■ **EXERCISE AIM**
If a line of the data below contains the string "debug", count it, then state the total alone.

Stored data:
============
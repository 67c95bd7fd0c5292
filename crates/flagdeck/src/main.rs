//! fdk: diagnostics CLI over flagdeck-core.
//!
//! Thin wrapper exposing the bridge core for inspection from a terminal:
//! content identities, canonical forms, and an end-to-end demo session
//! against a scripted panel frame.

use std::path::PathBuf;
use std::sync::Arc;
use std::time::Duration;

use anyhow::{Context, Result};
use clap::{Parser, Subcommand, ValueEnum};
use serde_json::{Value, json};

use flagdeck_core::bridge::{BridgeCollaborators, ToolbarBridge};
use flagdeck_core::config::{BridgeConfig, LogFormat};
use flagdeck_core::entity_hash::{canonical_string, content_identity};
use flagdeck_core::logging::init_logging;
use flagdeck_core::protocol::CommandKind;
use flagdeck_core::testkit::MockPanelFrame;

#[derive(Parser)]
#[command(name = "fdk", version, about = "Diagnostics for the flagdeck toolbar bridge")]
struct Cli {
    /// Path to a flagdeck.toml config file
    #[arg(long, global = true)]
    config: Option<PathBuf>,

    /// Log level filter (trace, debug, info, warn, error)
    #[arg(long, global = true)]
    log_level: Option<String>,

    /// Log output format
    #[arg(long, global = true, value_enum)]
    log_format: Option<LogFormatArg>,

    #[command(subcommand)]
    command: Command,
}

#[derive(Clone, Copy, ValueEnum)]
enum LogFormatArg {
    Pretty,
    Json,
}

impl From<LogFormatArg> for LogFormat {
    fn from(value: LogFormatArg) -> Self {
        match value {
            LogFormatArg::Pretty => Self::Pretty,
            LogFormatArg::Json => Self::Json,
        }
    }
}

#[derive(Subcommand)]
enum Command {
    /// Print the content identity of a JSON record
    Identity {
        /// Path to a JSON file holding the record
        path: PathBuf,
    },
    /// Print the canonical serialization of a JSON record
    Canon {
        /// Path to a JSON file holding the record
        path: PathBuf,
    },
    /// Run an end-to-end session against a scripted panel frame
    Demo,
}

fn load_config(cli: &Cli) -> Result<BridgeConfig> {
    let mut config = match &cli.config {
        Some(path) => BridgeConfig::load_from_path(path)
            .with_context(|| format!("loading config from {}", path.display()))?,
        None => BridgeConfig::default(),
    };
    if let Some(level) = &cli.log_level {
        config.log.level = level.clone();
    }
    if let Some(format) = cli.log_format {
        config.log.format = format.into();
    }
    Ok(config)
}

fn read_record(path: &PathBuf) -> Result<Value> {
    let text = std::fs::read_to_string(path)
        .with_context(|| format!("reading {}", path.display()))?;
    serde_json::from_str(&text).with_context(|| format!("parsing {} as JSON", path.display()))
}

#[tokio::main]
async fn main() -> Result<()> {
    let cli = Cli::parse();
    let config = load_config(&cli)?;
    init_logging(&config.log).context("initializing logging")?;

    match &cli.command {
        Command::Identity { path } => {
            let record = read_record(path)?;
            println!("{}", content_identity(&record));
        }
        Command::Canon { path } => {
            let record = read_record(path)?;
            println!("{}", canonical_string(&record));
        }
        Command::Demo => run_demo(&config).await?,
    }
    Ok(())
}

/// Mount a scripted panel frame, authenticate, fetch each collection, and
/// log out again — exercising the full bridge stack.
async fn run_demo(config: &BridgeConfig) -> Result<()> {
    let bridge = Arc::new(ToolbarBridge::new(config, BridgeCollaborators::default()));

    let (frame, mut replies) = MockPanelFrame::new(config.trusted_origin.clone());
    frame.set_items(
        CommandKind::GetProjects,
        vec![json!({ "key": "demo-project", "name": "Demo Project" })],
    );
    frame.set_items(
        CommandKind::GetFlags,
        vec![
            json!({ "key": "new-checkout", "on": true }),
            json!({ "key": "dark-mode", "on": false }),
        ],
    );
    frame.set_items(
        CommandKind::GetContexts,
        vec![json!({ "key": "user" }), json!({ "key": "organization" })],
    );
    bridge.mount_frame(frame.clone());

    let pump = {
        let bridge = bridge.clone();
        tokio::spawn(async move { bridge.pump(&mut replies).await })
    };
    tracing::debug!(origin = %config.trusted_origin, "demo frame mounted");

    println!("session: {:?}", bridge.auth_state());
    frame.emit(json!({ "type": "api-ready" }));
    frame.emit(json!({ "type": "authenticated", "accountId": "acct-demo", "memberId": "mem-demo" }));

    let mut watcher = bridge.watch_auth();
    tokio::time::timeout(Duration::from_secs(5), watcher.wait_for(|state| state.authenticated))
        .await
        .context("timed out waiting for authentication")?
        .context("auth watcher closed")?;
    println!("session: {:?}", bridge.auth_state());

    let projects = bridge.projects().get_project_scoped("demo-project").await;
    println!("projects ({}):", projects.total_count);
    for project in &projects.items {
        println!("  - {}", project.key);
    }

    let flags = bridge.flags().get_project_scoped("demo-project").await;
    println!("flags ({}):", flags.total_count);
    for flag in &flags.items {
        println!("  - {}", flag.key);
    }

    let contexts = bridge.contexts().get_project_scoped("demo-project").await;
    println!("contexts ({}):", contexts.total_count);
    for context in &contexts.items {
        println!("  - {}", context.key);
    }

    bridge.logout().context("sending logout")?;
    let mut watcher = bridge.watch_auth();
    tokio::time::timeout(
        Duration::from_secs(5),
        watcher.wait_for(|state| !state.authenticated),
    )
    .await
    .context("timed out waiting for logout")?
    .context("auth watcher closed")?;
    println!("session: {:?}", bridge.auth_state());

    pump.abort();
    Ok(())
}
============
■ **ANSWER BOX**
2